Весна в тот год выдалась великолепной. Днем она часами сидела на крыльце в своем древнем ворсистом синем свитере с жеваными, растянутыми манжетами, завернутая в одеяло, как кит, выброшенный на берег, а ее длинные густые волосы покрывали ее дополнительным слоем брони. Она ела бесконечные тосты с сыром и тунцом, которые готовил Бен, и читала детективы, пока он работал над сценарием. Весенние дикие цветы в Боски совсем не походили на летние, и дом тоже казался не таким, каким был знойным летом. Маслянисто-желтые примулы и глянцевитый чистотел росли вокруг Боски и на обочинах дороги – там, где трава еще не сменилась песком, а в переулках покачивали головками нежные светло-голубые незабудки и ярко-розовая смолевка. Черные дрозды пели в живых изгородях за домом; она могла слышать их голоса утром и ночью, когда, скорчившись в неудобной позе и дрожа, лежала в постели.
Старый деревянный дом не удерживал тепло, и Мадс страдала. Вечерами было все еще очень холодно, и над заливом ярко сверкали звезды. К концу их пребывания в Боски растущая луна рано восходила над морем и долго висела перед домом, а ее белоснежный свет устилал зубчатой дорожкой морскую гладь. Дни стояли тихие и мирные, но, когда Мадс вставала ночью – а она делала это часто, – дом сотрясал шум мощных весенних приливов, с грубой силой терзающих берег.
В те дни они могли ходить на пляж только во время отлива. Но это и к лучшему: врачи сказали, что два ее малыша могут появиться на свет в любое время. Медики не могли точно измерить время их пребывания в животе Мадс и поэтому не были уверены, когда именно они появятся на свет. В любом случае покорять пески ей не рекомендовалось.

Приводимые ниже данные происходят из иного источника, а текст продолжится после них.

use std::future::Future;

use tracing::Level;

use crate::Error;
use crate::Role;
use crate::identity::User;
use crate::identity::UserIdentity;
use crate::identity::UserInfo;

/// Entry point for authorization decisions about any user
///
/// Resolves the standing of a user in their active team through a [StorageDriver].
///
/// It differs from an [Authorizer](crate::authorizer::Authorizer) in that the latter's API targets a single authenticated user.
#[derive(Clone)]
pub struct Regulator<S: StorageDriver> {
    pub(crate) driver: S,
}

/// A sans-IO style interface the [Regulator] uses to interact with the user and team storage layer
pub trait StorageDriver: Clone {
    type Error: std::error::Error;

    fn get_user_id(
        &self,
        user_identity: &UserIdentity,
    ) -> impl Future<Output = Result<Option<i64>, Self::Error>> + Send;

    fn get_user_info(
        &self,
        user_id: i64,
    ) -> impl Future<Output = Result<Option<UserInfo>, Self::Error>> + Send;

    async fn get_user_info_by_identity(
        &self,
        user_identity: &UserIdentity,
    ) -> Result<Option<User>, Self::Error> {
        let Some(user_id) = self.get_user_id(user_identity).await? else {
            return Ok(None);
        };
        Ok(self
            .get_user_info(user_id)
            .await?
            .map(|info| User { id: user_id, info }))
    }

    /// Role of the user in the team, `None` if they are not a member of it
    fn team_role(
        &self,
        user_id: i64,
        team_id: i64,
    ) -> impl Future<Output = Result<Option<Role>, Self::Error>> + Send;
}

impl<S: StorageDriver> Regulator<S> {
    pub fn new(driver: S) -> Self {
        Self { driver }
    }

    pub fn driver(&self) -> &S {
        &self.driver
    }

    /// Role of the user in their active team
    ///
    /// A user without active team, or who isn't a member of it, has no role.
    #[tracing::instrument(skip_all, fields(user_id = user.id), ret(level = Level::DEBUG), err)]
    pub async fn active_team_role(&self, user: &User) -> Result<Option<Role>, Error<S::Error>> {
        let Some(team_id) = user.info.current_team_id else {
            return Ok(None);
        };
        self.driver
            .team_role(user.id, team_id)
            .await
            .map_err(Error::Storage)
    }
}

#[cfg(test)]
mod tests {
    use pretty_assertions::assert_eq;

    use super::*;
    use crate::Action;
    use crate::mock_driver::MockAuthDriver;
    use crate::policy;
    use crate::policy::Caller;

    #[tokio::test]
    async fn active_team_role_is_resolved_from_the_membership() {
        let regulator = Regulator::new(MockAuthDriver::default());
        let alice = regulator.alice();
        let walter = regulator.walter();

        assert_eq!(
            regulator.active_team_role(&alice).await.unwrap(),
            Some(Role::Member)
        );
        assert_eq!(
            regulator.active_team_role(&walter).await.unwrap(),
            Some(Role::Admin)
        );
    }

    #[tokio::test]
    async fn no_team_or_no_membership_means_no_role() {
        let regulator = Regulator::new(MockAuthDriver::default());
        let teamless = regulator.create_user("nomad@example.com", "Nomad", None);
        assert_eq!(regulator.active_team_role(&teamless).await.unwrap(), None);

        // active team set but the membership was never created
        let stranger = regulator.create_user("stranger@example.com", "Stranger", Some(42));
        assert_eq!(regulator.active_team_role(&stranger).await.unwrap(), None);
        let caller = Caller {
            user_id: stranger.id,
            role: None,
        };
        policy::user_policy(Action::ViewAny, &caller)
            .expect_denied("not a member of the active team");
    }

    #[tokio::test]
    async fn the_role_follows_the_active_team() {
        let regulator = Regulator::new(MockAuthDriver::default());
        let mut bob = regulator.bob();
        regulator.set_role(bob.id, 2, Role::Admin);
        assert_eq!(
            regulator.active_team_role(&bob).await.unwrap(),
            Some(Role::Member)
        );

        bob.info.current_team_id = Some(2);
        assert_eq!(
            regulator.active_team_role(&bob).await.unwrap(),
            Some(Role::Admin)
        );
    }
}
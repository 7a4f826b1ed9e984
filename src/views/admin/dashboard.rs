use authz::Role;
use axum::Extension;
use axum::Json;
use axum::extract::State;
use chrono::Utc;
use cms_models::TeamScope;
use cms_models::stats;
use cms_models::stats::UserStats;
use serde::Serialize;
use utoipa::ToSchema;

use crate::error::Result;
use crate::views::AppState;
use crate::views::AuthenticationExt;

#[derive(Debug, PartialEq, Serialize, ToSchema)]
#[cfg_attr(test, derive(serde::Deserialize))]
pub(in crate::views) struct RoleCount {
    role: Role,
    users: i64,
}

/// Overview of the registered users
#[derive(Debug, PartialEq, Serialize, ToSchema)]
#[cfg_attr(test, derive(serde::Deserialize))]
pub(in crate::views) struct UserStatsWidget {
    total: i64,
    /// New users of each of the last 7 days, oldest first
    daily_new: Vec<i64>,
    verified: i64,
    /// Rounded share of verified users
    #[schema(minimum = 0, maximum = 100)]
    verified_percentage: i64,
    new_this_month: i64,
    /// Distinct users per team role, empty when teams are disabled
    per_role: Vec<RoleCount>,
}

impl From<UserStats> for UserStatsWidget {
    fn from(stats: UserStats) -> Self {
        Self {
            total: stats.total,
            daily_new: stats.daily_new,
            verified: stats.verified,
            verified_percentage: stats.verified_percentage,
            new_this_month: stats.new_this_month,
            per_role: stats
                .per_role
                .into_iter()
                .map(|(role, users)| RoleCount { role, users })
                .collect(),
        }
    }
}

/// A single series chart
#[derive(Debug, Default, PartialEq, Serialize, ToSchema)]
#[cfg_attr(test, derive(serde::Deserialize))]
pub(in crate::views) struct Chart {
    labels: Vec<String>,
    data: Vec<i64>,
}

impl FromIterator<(String, i64)> for Chart {
    fn from_iter<I: IntoIterator<Item = (String, i64)>>(iter: I) -> Self {
        let (labels, data) = iter.into_iter().unzip();
        Self { labels, data }
    }
}

#[derive(Debug, Serialize, ToSchema)]
#[cfg_attr(test, derive(serde::Deserialize))]
pub(in crate::views) struct DashboardWidgets {
    user_stats: UserStatsWidget,
    /// Users created per month over the last 6 months
    users_chart: Chart,
    /// Posts of the current team per category, top 6
    posts_chart: Chart,
}

#[cms_derive::route]
#[utoipa::path(
    get, path = "",
    tags = ["admin", "dashboard"],
    responses(
        (status = 200, body = DashboardWidgets, description = "Data of the dashboard widgets"),
    )
)]
pub(in crate::views) async fn widgets(
    State(AppState {
        db_pool, config, ..
    }): State<AppState>,
    Extension(auth): AuthenticationExt,
) -> Result<Json<DashboardWidgets>> {
    let authorizer = auth.authorizer()?;
    let scope = TeamScope::for_caller(authorizer.current_team_id());
    let today = Utc::now().date_naive();
    let conn = &mut db_pool.get().await?;
    let user_stats = UserStats::compute(conn, today, config.teams_enabled).await?;
    let users_chart = stats::users_per_month(conn, today).await?;
    let posts_chart = stats::posts_per_category(conn, scope).await?;
    Ok(Json(DashboardWidgets {
        user_stats: user_stats.into(),
        users_chart: users_chart.into_iter().collect(),
        posts_chart: posts_chart.into_iter().collect(),
    }))
}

Так что они оставались дома, ожидая окончания лондонского строительства и рождения таких желанных детей.
– Разве это не странно, что весной здесь все совсем по-другому? Как будто совсем другой дом, – сказала она Бену в их последний здесь вечер, когда они сидели в уютной, отделанной деревом кухне-гостиной, глядя на залив и нависающую над ним луну. Она ерзала в своем кресле, пытаясь освободить еще немножко места для пасты. У нее никак не получалось устроиться – одна упрямая ножка настойчиво колотила ее по ребрам, будто пытаясь устроить побег.
– Да, – сказал Бен. – Когда я был маленьким, мы приезжали сюда на Пасху. Это и правда было странно. До сих пор помню те дни. Свежая зеленая трава, цветы и все остальное.

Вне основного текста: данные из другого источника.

use axum::Extension;
use axum::Json;
use axum::extract::State;
use cms_derive::CmsError;
use cms_models::Team;
use cms_models::User;
use serde::Deserialize;
use serde::Serialize;
use thiserror::Error;
use utoipa::ToSchema;

use crate::error::InternalError;
use crate::error::Result;
use crate::views::AppState;
use crate::views::AuthenticationExt;
use crate::views::ServerConfig;

#[derive(Debug, Error, CmsError)]
#[cms_error(base_id = "team", default_status = 404)]
pub(in crate::views) enum TeamError {
    #[error("Teams are disabled")]
    Disabled,
    #[error("Team '{team_id}' could not be found")]
    NotFound { team_id: i64 },
}

#[derive(Debug, PartialEq, Serialize, ToSchema)]
#[cfg_attr(test, derive(Deserialize))]
pub(in crate::views) struct TeamResource {
    id: i64,
    name: String,
    /// Created along with the user owning it
    personal_team: bool,
    /// Id of the owner
    user_id: i64,
}

impl From<Team> for TeamResource {
    fn from(team: Team) -> Self {
        Self {
            id: team.id,
            name: team.name,
            personal_team: team.personal_team,
            user_id: team.user_id,
        }
    }
}

/// Teams the caller can switch to
#[derive(Debug, Serialize, ToSchema)]
#[cfg_attr(test, derive(Deserialize))]
pub(in crate::views) struct TeamList {
    teams: Vec<TeamResource>,
    #[schema(required)]
    current_team_id: Option<i64>,
}

#[derive(Debug, Deserialize, ToSchema)]
pub(in crate::views) struct TeamSwitch {
    team_id: i64,
}

fn ensure_enabled(config: &ServerConfig) -> Result<(), TeamError> {
    if config.teams_enabled {
        Ok(())
    } else {
        Err(TeamError::Disabled)
    }
}

#[cms_derive::route]
#[utoipa::path(
    get, path = "",
    tags = ["admin", "teams"],
    responses(
        (status = 200, body = TeamList, description = "Teams owned by the caller or joined, sorted by name"),
        (status = 404, body = InternalError, description = "Teams are disabled"),
    )
)]
pub(in crate::views) async fn list(
    State(AppState {
        db_pool, config, ..
    }): State<AppState>,
    Extension(auth): AuthenticationExt,
) -> Result<Json<TeamList>> {
    ensure_enabled(&config)?;
    let authorizer = auth.authorizer()?;
    let conn = &mut db_pool.get().await?;
    let teams = Team::list_for_user(conn, authorizer.user_id()).await?;
    Ok(Json(TeamList {
        teams: teams.into_iter().map(TeamResource::from).collect(),
        current_team_id: authorizer.current_team_id(),
    }))
}

#[cms_derive::route]
#[utoipa::path(
    put, path = "",
    tags = ["admin", "teams"],
    request_body = TeamSwitch,
    responses(
        (status = 200, body = TeamList, description = "The caller's teams, the requested one being current"),
        (status = 404, body = InternalError, description = "The caller does not belong to the team, or teams are disabled"),
    )
)]
pub(in crate::views) async fn switch(
    State(AppState {
        db_pool, config, ..
    }): State<AppState>,
    Extension(auth): AuthenticationExt,
    Json(TeamSwitch { team_id }): Json<TeamSwitch>,
) -> Result<Json<TeamList>> {
    ensure_enabled(&config)?;
    let authorizer = auth.authorizer()?;
    let user_id = authorizer.user_id();
    let conn = &mut db_pool.get().await?;
    if !Team::belongs_to(conn, team_id, user_id).await? {
        return Err(TeamError::NotFound { team_id }.into());
    }
    User::set_current_team(conn, user_id, Some(team_id)).await?;
    tracing::info!(user_id, team_id, "switched team");
    let teams = Team::list_for_user(conn, user_id).await?;
    Ok(Json(TeamList {
        teams: teams.into_iter().map(TeamResource::from).collect(),
        current_team_id: Some(team_id),
    }))
}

– Когда это было? Я не знала, что вы бывали здесь на Пасху.
Он улыбнулся ей.
– Разве ты не вела дневник с точными датами всех наших приездов сюда?
Мадс шлепнула по выпирающей из живота пяточке, и он рассмеялся, но она горячо проговорила:
– Не надо дразнить меня этим. Я просто люблю порядок. И все было совсем не так.
Бен взял ее за руку, все еще улыбаясь, и погладил ее.
– Все именно так – за это я тебя и люблю так сильно.
Он поцеловал ее руку, потом притянул к себе кресло и положил ладони на ее огромный живот.
– Один из них пинается. Вот ножка, прямо здесь.
– Привет. Это папа, – сказал Бен ее животу. – Хватит пинать нашу маму. Я могу научить тебя карате, когда ты родишься. Если хочешь, мы даже вместе посмотрим «
Руки мужа все еще лежали на ней. Она крепко прижала их к своему животу.
– Бен… Мне страшно.
– Я знаю, – сказал он, глядя на ее живот. – Знаю, что ты боишься. Дело и правда важное – как-никак близнецы. – Он потер лицо и теперь очень походил на Алтею – та же смесь ужаса и вымученной радости на лице. – Но у нас теперь есть деньги. Мы больше не нищие студенты, питающиеся консервированными бобами. Мы можем позволить себе обратиться за помощью. Няня. Няни…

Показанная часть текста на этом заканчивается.